Despite her poor prognosis, we continued to pray and hope for the best possible outcome. We so desperately wanted to bring our daughter home to raise and love in our family.
At 24 weeks 5 days gestation, my placenta abrupted, and I went into premature labor. Our daughter, Bridget Faith Opliger, was born silently into this world at 10:27 a.m. on October 22, 2014 – her soul already with Jesus in Heaven.
Bridget weighed only 13 ounces and measured 10.5 inches long. Though she was very small, she was perfect and so precious. She had eyelashes, tiny fingernails, and even hair beginning to grow on her head–dark brown just like her Daddy and I.
I held her little hands and noticed she had long fingers just like me. I kissed her button nose and held my lips there in a desperate attempt to freeze time, so my brain could remember what it felt like to kiss her.
In the years after Bridget went to Heaven, we created a nonprofit in her memory called Bridget’s Cradles. It’s named for the small cradle my mom hand-knit for Bridget that allowed us to hold her when she was born.
After realizing hospitals and bereaved families needed a dignified, functional way to hold tiny babies born into Heaven in the second trimester, I left my career as a Speech-Language Pathologist and started Bridget’s Cradles in Bridget’s empty nursery.
Although I was still deeply grieving her, the Lord asked me to surrender my suffering and use my grief for good and His glory.
I have found that serving others in my daughter’s memory has brought incredible healing to my own heart.
We have since moved into our own headquarters, and donate knit and crocheted cradles to over 1,400 hospitals in all 50 states. We also host Christ-centered support groups and remembrance events for grieving moms and families. In my role leading these groups, I’ve had the honor of walking alongside hundreds of women who have experienced pregnancy or infant loss.
Some of these women do not share the same Christian beliefs as me, but the stories of all the mothers I’ve met who have lost babies through miscarriage or stillbirth are woven with a common thread: they miss their babies. They grieve for them.
Deep in their hearts, they know their child’s life has value and meaning. They grieve the hopes and dreams they had for their child’s entire lifetime – because they know if their baby had not died in their womb, they would have eventually grown into a child.
Another common thread I’ve noticed among mothers who have lost a baby due to natural causes —even if they aren’t a believer in Christ — is that all of them would have done anything in their power to save their babies. But, as was the case in my own story, many of these pregnancy complications are outside the mother’s control.
There’s nothing they could have done to prevent it.
However, countless other pre-born babies are at risk of losing their lives today due to a preventable cause: a mother’s choice. Have you noticed, like I have, this dichotomy in our culture that deems pre-born babies’ lives as worthy of living only if their mother wants them?

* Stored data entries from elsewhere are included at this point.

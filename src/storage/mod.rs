//! Storage module for persisting crawl results
//!
//! This module handles both halves of durable output:
//! - Content-addressed blob storage for page text and image bytes
//! - SQLite record persistence for runs, pages and their images
//! - An in-memory record store with the same contract

mod content;
mod memory;
mod schema;
mod sqlite;
mod traits;

pub use content::{sniff_image_extension, ContentKind, ContentRef, FsContentStore};
pub use memory::MemoryRecordStore;
pub use sqlite::SqliteRecordStore;
pub use traits::{ContentStore, RecordStore, StorageError, StorageResult};

use std::path::Path;

/// Opens (or creates) the SQLite record database
pub fn open_records(path: &Path) -> StorageResult<SqliteRecordStore> {
    SqliteRecordStore::new(path)
}

/// One successfully fetched image belonging to a page
#[derive(Debug, Clone, PartialEq, Eq)]
pub struct ImageRecord {
    /// Absolute URL the image was fetched from
    pub source_url: String,
    /// Handle of the stored image bytes
    pub content_ref: ContentRef,
}

/// One successfully fetched and parsed page
///
/// Built once by the coordinator after every image attempt of the page has
/// settled, then persisted and never mutated.
#[derive(Debug, Clone, PartialEq, Eq)]
pub struct PageRecord {
    pub url: String,
    /// Handle of the stored page text
    pub content_ref: ContentRef,
    /// Images in document order; failed images are absent
    pub images: Vec<ImageRecord>,
}

/// Represents a crawl run
#[derive(Debug, Clone)]
pub struct RunRecord {
    pub id: i64,
    pub seed_url: String,
    pub max_pages: u32,
    pub config_hash: String,
    pub status: RunStatus,
    pub started_at: String,
    pub finished_at: Option<String>,
    pub pages_visited: u64,
}

/// Status of a crawl run
#[derive(Debug, Clone, Copy, PartialEq, Eq)]
pub enum RunStatus {
    Running,
    Completed,
    Cancelled,
    Failed,
}

impl RunStatus {
    pub fn to_db_string(&self) -> &'static str {
        match self {
            Self::Running => "running",
            Self::Completed => "completed",
            Self::Cancelled => "cancelled",
            Self::Failed => "failed",
        }
    }

    pub fn from_db_string(s: &str) -> Option<Self> {
        match s {
            "running" => Some(Self::Running),
            "completed" => Some(Self::Completed),
            "cancelled" => Some(Self::Cancelled),
            "failed" => Some(Self::Failed),
            _ => None,
        }
    }
}
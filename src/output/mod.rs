//! Output module for crawl results
//!
//! This module handles:
//! - The JSON response returned for one crawl invocation
//! - Record store statistics for the `--stats` dashboard

mod response;
pub mod stats;

pub use response::{CrawlSummaryResponse, ErrorResponse, ImageEntry, PageEntry};
pub use stats::{load_statistics, print_statistics, CrawlStatistics};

As Bible-believing Christians, we know that wanted-ness does not determine worthiness. The value of babies – of humans – cannot be so haphazardly assigned based on the emotions and desires of a culture that is decaying in virtue.

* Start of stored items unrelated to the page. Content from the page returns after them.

//! Bundle command - merge categorized data files into one row list.

use std::path::PathBuf;

use colored::Colorize;
use wordbank::{BundleSource, Observation, Wordbank};

pub fn run(
    sources: Vec<BundleSource>,
    output: Option<PathBuf>,
    verbose: bool,
) -> Result<(), Box<dyn std::error::Error>> {
    let wordbank = Wordbank::new();
    let bundle = wordbank.bundle(&sources)?;

    // Rows on stdout must stay parseable, so progress goes to stderr then
    let to_stdout = output.is_none();
    let status = |line: String| {
        if to_stdout {
            eprintln!("{}", line);
        } else {
            println!("{}", line);
        }
    };

    for source in &sources {
        status(format!(
            "{} {} {} rows from {}",
            "Bundled".cyan().bold(),
            bundle.category_count(&source.category).to_string().white().bold(),
            source.category,
            source.path.display()
        ));
    }

    if verbose {
        for meta in &bundle.sources {
            status(format!("  {:24} {}", meta.file, meta.hash));
        }
    }

    if !bundle.conflicts.is_empty() {
        status(format!(
            "{} {} IDs are used more than once; rows sharing an ID will overwrite each other on import:",
            "Warning:".yellow().bold(),
            bundle.conflicts.len()
        ));
        for conflict in &bundle.conflicts {
            status(format!(
                "  - {}",
                Observation::DuplicateId(conflict.clone()).description()
            ));
        }
    }

    match output {
        Some(path) => {
            bundle.save(&path)?;
            println!(
                "{} {} rows to {}",
                "Saved".green().bold(),
                bundle.rows.len().to_string().white().bold(),
                path.display().to_string().white()
            );
        }
        None => println!("{}", bundle.to_json()?),
    }

    Ok(())
}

There must be a standard Truth: Either life is valuable all the time, or it is not at all.
The only One who has the authority to assign value to human life is the One who has the power to create it. God, who was fully manifest on Earth in His son Jesus, is the Author of life (Acts 3:15 ESV), the maker of Heaven and earth and of all living things (Psalm 146:6; Genesis 1:24-26; Colossians 1:16) – and out of all of His creation He calls us humans His most prized possession (James 1:18).
He created us in His own image (Genesis 1:27) and assigns inherent value to every human at the moment of conception. He calls every pre-born baby “fearfully and wonderfully made” (Psalm 139:14).

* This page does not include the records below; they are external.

//! Textual pre-pass that turns a JavaScript-flavored data literal into strict JSON.
//!
//! The pass is purely regex based and has two known blind spots that are kept
//! as is: a `//` inside a quoted string is treated as a comment, and a
//! trailing comma before a closing `}` is not repaired.

use once_cell::sync::Lazy;
use regex::Regex;

use crate::error::Result;

/// Export declaration stripped by default.
pub const DEFAULT_EXPORT_PREFIX: &str = "export default";

static DEFAULT_EXPORT: Lazy<Regex> = Lazy::new(|| export_regex(DEFAULT_EXPORT_PREFIX).unwrap());

static LINE_COMMENT: Lazy<Regex> = Lazy::new(|| Regex::new(r"//.*").unwrap());

static TRAILING_COMMA: Lazy<Regex> = Lazy::new(|| Regex::new(r",\s*\]").unwrap());

fn export_regex(prefix: &str) -> Result<Regex> {
    Ok(Regex::new(&format!(r"{}\s*", regex::escape(prefix)))?)
}

/// Strips export syntax, line comments, a trailing `;` and trailing commas
/// before `]`.
#[derive(Debug, Clone)]
pub struct Stripper {
    export: Regex,
}

impl Stripper {
    /// Create a stripper for the `export default` prefix.
    pub fn new() -> Self {
        Self {
            export: DEFAULT_EXPORT.clone(),
        }
    }

    /// Create a stripper for a custom export declaration.
    pub fn with_prefix(prefix: &str) -> Result<Self> {
        Ok(Self {
            export: export_regex(prefix)?,
        })
    }

    /// Run the pre-pass. Never fails; leftover damage shows up when parsing.
    pub fn strip(&self, raw: &str) -> String {
        // Comments must go first: `1, // last\n]` only collapses once the comment is gone.
        let text = self.export.replacen(raw, 1, "");
        let text = LINE_COMMENT.replace_all(&text, "");

        let text = text.trim();
        let text = text.strip_suffix(';').unwrap_or(text);

        TRAILING_COMMA.replace_all(text, "]").into_owned()
    }
}

impl Default for Stripper {
    fn default() -> Self {
        Self::new()
    }
}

So a pre-born baby’s value cannot be determined by the one carrying their life. Their mother cannot selfishly decide the life inside her is an inconvenience – unwanted and unworthy of life — because her baby’s Heavenly Father has already declared them worthy and loved.
On November 7, Ohio voters will find Issue 1 on their ballots, a bill which would amend the state constitution to allow abortion up until the moment of birth.
As a mom to a 24-week baby in Heaven, I urge you to vote NO on Issue 1 and to use your sphere of influence to encourage others to vote the same. This is a critical opportunity for you and those you know to protect the sanctity of human life and give precious babies in Ohio the chance to be born.
Their lives are counting on you.
For more information on Bridget’s Cradles, visit their website at www.bridgetscradles.com. You can also read our article about Bridget’s Cradles Wave of Light during October Pregnancy and Infant Loss Remembrance month.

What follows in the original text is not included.